### TASK DETAILS
Each line containing the string "version" should be copied out of the entries.

[[ INPUT DATA open ]]

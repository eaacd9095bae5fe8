//! Test fixtures and frame builders
//!
//! Provides reusable protocol frames for integration tests.

use serde::Deserialize;
use serde_json::{json, Value};
use std::sync::atomic::{AtomicU64, Ordering};

/// Counter for unique test data
static COUNTER: AtomicU64 = AtomicU64::new(1);

/// Get a unique suffix for test data
pub fn unique_suffix() -> u64 {
    COUNTER.fetch_add(1, Ordering::SeqCst)
}

/// A record collection name unique to this test run
pub fn unique_record_collection() -> String {
    format!("rec_tbl{}", unique_suffix())
}

pub fn handshake() -> Value {
    json!({"a": "hs"})
}

pub fn fetch(collection: &str, doc_id: &str) -> Value {
    json!({"a": "f", "c": collection, "d": doc_id})
}

pub fn subscribe(collection: &str, doc_id: &str) -> Value {
    json!({"a": "s", "c": collection, "d": doc_id})
}

pub fn subscribe_collection(collection: &str) -> Value {
    json!({"a": "s", "c": collection})
}

pub fn create(collection: &str, doc_id: &str, data: Value) -> Value {
    json!({"a": "op", "c": collection, "d": doc_id, "v": 0, "create": {"type": "json0", "data": data}})
}

pub fn edit(collection: &str, doc_id: &str, version: i64, op: Value) -> Value {
    json!({"a": "op", "c": collection, "d": doc_id, "v": version, "op": op})
}

pub fn presence(collection: &str, doc_id: &str, data: Value) -> Value {
    json!({"a": "p", "c": collection, "d": doc_id, "presence": data})
}

/// `/stats` response
#[derive(Debug, Deserialize)]
pub struct StatsResponse {
    pub connections: usize,
    pub documents: usize,
    pub timestamp: i64,
}
//! Pre-dispatch middleware
//!
//! Validators run in registration order before a message reaches its
//! handler. The first rejection short-circuits dispatch.

mod chain;
mod record_only;

pub use chain::{Middleware, MiddlewareChain};
pub use record_only::RecordOnlySubmit;
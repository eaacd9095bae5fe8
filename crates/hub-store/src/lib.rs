//! # hub-store
//!
//! Storage adapters for document snapshots and operation logs.
//!
//! `MemoryAdapter` keeps everything in process. It is the default backend
//! for single-node deployments and the reference implementation of the
//! `Adapter` version-check contract.

mod memory;

pub use memory::{MemoryAdapter, StoredDocument};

[[ INPUT DATA closed ]]

### SOLUTION
pub fn edit(collection: &str, doc_id: &str, version: i64, op: Value) -> Value {
    json!({"a": "op", "c": collection, "d": doc_id, "v": version, "op": op})
//! `Adapter` version-check contract.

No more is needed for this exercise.